Les candidats sont invités à transmettre leurs candidatures par mél à :

marc-emmanuel.bellemare@lis-lab.fr et jpbaudoin@live.fr

Le dossier de candidature comprendra un CV détaillé, une lettre de motivation pour le projet et les derniers relevés de notes.

Publications associées:

• Habib G, Erba PA, Iung B, Donal E, Cosyns B, Laroche C, Popescu BA, Prendergast B, Tornos P, Sadeghpour A, Oliver L, Vaskelyte JJ, Sow R, Axler O, Maggioni AP, Lancellotti P; EURO-ENDO Investigators. Clinical presentation, aetiology and outcome of infective endocarditis. Results of the ESC-EORP EURO-ENDO (European infective endocarditis) registry: a prospective cohort study. Eur Heart J. 2019 Oct 14;40(39):3222-3232. doi: 10.1093/eurheartj/ehz620.

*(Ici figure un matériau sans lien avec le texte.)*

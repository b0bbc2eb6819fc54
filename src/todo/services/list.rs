//! Service layer for list use cases.

use super::ServiceErrorKind;
use crate::pagination::{Page, PageRequest};
use crate::todo::{
    domain::{List, ListId, ListTitle, Task, TaskText, TodoDomainError},
    ports::{ListRepository, ListRepositoryError},
};
use mockable::Clock;
use std::sync::Arc;
use thiserror::Error;

/// Request payload for creating a list.
#[derive(Debug, Clone, PartialEq, Eq)]
pub struct CreateListRequest {
    /// List title.
    pub title: String,
    /// Optional description; empty text is stored as absent.
    pub description: Option<String>,
    /// Texts of tasks created together with the list.
    pub tasks: Vec<String>,
}

impl CreateListRequest {
    /// Creates a request for a list with no description and no tasks.
    #[must_use]
    pub fn new(title: impl Into<String>) -> Self {
        Self {
            title: title.into(),
            description: None,
            tasks: Vec::new(),
        }
    }

    /// Sets the description.
    #[must_use]
    pub fn with_description(mut self, description: impl Into<String>) -> Self {
        self.description = Some(description.into());
        self
    }

    /// Sets the initial task texts.
    #[must_use]
    pub fn with_tasks(mut self, tasks: Vec<String>) -> Self {
        self.tasks = tasks;
        self
    }
}

/// Request payload for replacing a list's title and description.
#[derive(Debug, Clone, PartialEq, Eq)]
pub struct UpdateListRequest {
    /// New title.
    pub title: String,
    /// New description; `None` clears it.
    pub description: Option<String>,
}

impl UpdateListRequest {
    /// Creates an update request.
    #[must_use]
    pub fn new(title: impl Into<String>, description: Option<String>) -> Self {
        Self {
            title: title.into(),
            description,
        }
    }
}

/// Service-level errors for list operations.
#[derive(Debug, Error)]
pub enum ListServiceError {
    /// Domain validation failed.
    #[error(transparent)]
    Domain(#[from] TodoDomainError),
    /// Repository operation failed.
    #[error(transparent)]
    Repository(#[from] ListRepositoryError),
}

impl ListServiceError {
    /// Classifies the failure.
    #[must_use]
    pub fn kind(&self) -> ServiceErrorKind {
        match self {
            Self::Domain(_) => ServiceErrorKind::Validation,
            Self::Repository(err) => err.into(),
        }
    }
}

/// Result type for list service operations.
pub type ListServiceResult<T> = Result<T, ListServiceError>;

/// List orchestration service.
pub struct ListService<R, C>
where
    R: ListRepository + ?Sized,
    C: Clock + Send + Sync,
{
    repository: Arc<R>,
    clock: Arc<C>,
}

impl<R, C> ListService<R, C>
where
    R: ListRepository + ?Sized,
    C: Clock + Send + Sync,
{
    /// Creates a new list service.
    #[must_use]
    pub const fn new(repository: Arc<R>, clock: Arc<C>) -> Self {
        Self { repository, clock }
    }

    /// Creates a list, optionally with initial tasks.
    ///
    /// Every title and task text is validated before anything is stored.
    /// With initial tasks the list and all its tasks are persisted atomically.
    ///
    /// # Errors
    ///
    /// Returns [`ListServiceError::Domain`] when validation fails and
    /// repository errors when persistence fails.
    #[tracing::instrument(skip(self, request), fields(tasks = request.tasks.len()))]
    pub async fn create_list(&self, request: CreateListRequest) -> ListServiceResult<List> {
        let title = ListTitle::new(request.title)?;
        let texts = request
            .tasks
            .into_iter()
            .map(TaskText::new)
            .collect::<Result<Vec<_>, _>>()?;
        let list = List::new(title, request.description, &*self.clock);

        let stored = if texts.is_empty() {
            self.repository.create(&list).await?
        } else {
            let tasks: Vec<Task> = texts
                .into_iter()
                .map(|text| Task::new(list.id(), text, &*self.clock))
                .collect();
            self.repository.create_with_tasks(&list, &tasks).await?
        };
        tracing::info!(list_id = %stored.id(), "list created");
        Ok(stored)
    }

    /// Replaces a list's title and description.
    ///
    /// # Errors
    ///
    /// Returns [`ListServiceError::Domain`] for an invalid title and
    /// [`ListRepositoryError::NotFound`] when the list does not exist.
    #[tracing::instrument(skip(self, request))]
    pub async fn update_list(
        &self,
        id: ListId,
        request: UpdateListRequest,
    ) -> ListServiceResult<List> {
        let title = ListTitle::new(request.title)?;
        let mut list = self.repository.get_by_id(id).await?;
        list.update_details(title, request.description);
        Ok(self.repository.update(&list).await?)
    }

    /// Deletes a list together with its tasks.
    ///
    /// # Errors
    ///
    /// Returns [`ListRepositoryError::NotFound`] when the list does not exist.
    #[tracing::instrument(skip(self))]
    pub async fn delete_list(&self, id: ListId) -> ListServiceResult<()> {
        self.repository.delete(id).await?;
        tracing::info!("list deleted");
        Ok(())
    }

    /// Fetches a list.
    ///
    /// # Errors
    ///
    /// Returns [`ListRepositoryError::NotFound`] when the list does not exist.
    pub async fn get_list(&self, id: ListId) -> ListServiceResult<List> {
        Ok(self.repository.get_by_id(id).await?)
    }

    /// Returns every list, newest first.
    ///
    /// # Errors
    ///
    /// Returns persistence-layer errors from the repository.
    pub async fn get_all_lists(&self) -> ListServiceResult<Page<List>> {
        Ok(self.repository.find_all().await?)
    }

    /// Returns one page of lists, newest first, with the overall count.
    ///
    /// # Errors
    ///
    /// Returns persistence-layer errors from the repository.
    pub async fn get_all_lists_with_pagination(
        &self,
        page: PageRequest,
    ) -> ListServiceResult<Page<List>> {
        Ok(self.repository.find_with_pagination(page).await?)
    }

    /// Finds lists whose title contains `query`, ignoring case.
    ///
    /// # Errors
    ///
    /// Returns persistence-layer errors from the repository.
    pub async fn search_by_title(&self, query: &str) -> ListServiceResult<Vec<List>> {
        Ok(self.repository.search_by_title(query).await?)
    }
}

• Hannachi N, Lepidi H, Fontanini A, Takakura T, Bou-Khalil J, Gouriet F, Habib G, Raoult D, Camoin-Jau L, Baudoin JP. A Novel Approach for Detecting Unique Variations among Infectious Bacterial Species in Endocarditic Cardiac Valve Vegetation. Cells. 2020 Aug 13;9(8):1899. doi: 10.3390/cells9081899.

• A. Khadangi, T. Boudier and V. Rajagopal, "EM-net: Deep learning for electron microscopy image segmentation," 2020 25th International Conference on Pattern Recognition (ICPR), 2021, pp. 31-38, doi: 10.1109/ICPR48806.2021.9413098.

• Hostin. M.-A, Ogier A. C, Pirró N, Bellemare M.-E, "Combining loss functions for deep learning bladder segmentation on dynamic MRI", 2021 IEEE EMBS International Conference on Biomedical and Health Informatics (BHI), 2021, pp. 1-4, doi: 10.1109/BHI50953.2021.9508559.